Fantasy ou juste des récits amoureux, mais toujours à travers une problématique différente: la mémoire, le deuil, la folie. Ce qui m’intéresse, c’est comment les personnages vont arriver à survivre (ou non) ou à contourner les pièges que je leur tends. Il m’arrive de croire que le thème est un prétexte pour explorer la tête du personnage ou pour le rendre au bout de ses possibilités (la folie? la mort? la lutte?). C’est vrai autant pour le fantasy, la littérature et même pour mon récit érotique.

05. Avez-vous un moment privilégié pour écrire dans la journée ?
Le matin (très tôt) parce que mon cerveau bouillonne d’idées issues de mes rêves ou, si je suis très prise par l’histoire, tout le temps et partout. Il m’arrive d’être compulsive et de ne penser qu’à ça, mais ma lectrice dit qu’elle voit la différence entre le matin et le soir (je suis moins attentive le soir, je l’avoue).
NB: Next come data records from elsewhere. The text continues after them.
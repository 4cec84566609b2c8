//! Emotion tag counts over a conversation.

use crate::emotion::Emotion;
use serde::{Deserialize, Serialize};
use std::collections::BTreeMap;

/// Occurrence count for every emotion tag, including those never seen.
#[derive(Debug, Clone, PartialEq, Serialize, Deserialize)]
pub struct EmotionDistribution {
    pub counts: BTreeMap<Emotion, usize>,
    pub dominant: Emotion,
    /// Mean tagger confidence per observed emotion. Emotions whose tags
    /// carried no confidence are absent.
    #[serde(default)]
    pub average_confidence: BTreeMap<Emotion, f64>,
    /// Number of distinct tags seen at least once.
    #[serde(default)]
    pub emotions_detected: usize,
}

impl EmotionDistribution {
    /// Count tags and pick the dominant one.
    ///
    /// A real emotion wins ties against `neutral`; `neutral` is dominant only
    /// when it outnumbers every real emotion. Ties among real emotions go to
    /// the earlier tag in [`Emotion::ALL`].
    pub fn from_tags(tags: impl IntoIterator<Item = Emotion>) -> Self {
        Self::from_readings(tags.into_iter().map(|tag| (tag, None)))
    }

    /// Like [`from_tags`](Self::from_tags), also averaging the confidence
    /// attached to each tag.
    pub fn from_readings(readings: impl IntoIterator<Item = (Emotion, Option<f64>)>) -> Self {
        let mut counts: BTreeMap<Emotion, usize> = Emotion::ALL.iter().map(|&e| (e, 0)).collect();
        let mut confidence: BTreeMap<Emotion, (f64, usize)> = BTreeMap::new();
        for (tag, value) in readings {
            *counts.entry(tag).or_insert(0) += 1;
            if let Some(value) = value {
                let (sum, n) = confidence.entry(tag).or_insert((0.0, 0));
                *sum += value;
                *n += 1;
            }
        }
        let average_confidence = confidence
            .into_iter()
            .map(|(tag, (sum, n))| (tag, sum / n as f64))
            .collect();
        let emotions_detected = counts.values().filter(|&&c| c > 0).count();

        let mut best: Option<(Emotion, usize)> = None;
        for emotion in Emotion::DETECTABLE {
            let count = counts.get(&emotion).copied().unwrap_or(0);
            if count > 0 && best.is_none_or(|(_, top)| count > top) {
                best = Some((emotion, count));
            }
        }

        let neutral = counts.get(&Emotion::Neutral).copied().unwrap_or(0);
        let dominant = match best {
            Some((emotion, count)) if count >= neutral => emotion,
            _ => Emotion::Neutral,
        };

        Self {
            counts,
            dominant,
            average_confidence,
            emotions_detected,
        }
    }

    pub fn count(&self, emotion: Emotion) -> usize {
        self.counts.get(&emotion).copied().unwrap_or(0)
    }

    pub fn total(&self) -> usize {
        self.counts.values().sum()
    }

    /// Tags with a non-zero count, most frequent first (ties in vocabulary order).
    pub fn ranked(&self) -> Vec<(Emotion, usize)> {
        let mut ranked: Vec<(Emotion, usize)> = self
            .counts
            .iter()
            .filter(|(_, count)| **count > 0)
            .map(|(&e, &c)| (e, c))
            .collect();
        ranked.sort_by(|a, b| b.1.cmp(&a.1).then(a.0.cmp(&b.0)));
        ranked
    }
}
06. À quelle vitesse écrivez-vous ?
Vite, quoique ces temps-ci… moins vite. Peut-être que je vieillis ou que mon histoire est un peu plus complexe, ou que j’ai la tête ailleurs. Sinon, quand je suis “dedans”, je peux faire le premier jet d’une histoire de 128 000 mots en trois semaines, mais ça veut dire que je l’ai “couvé” un bon moment.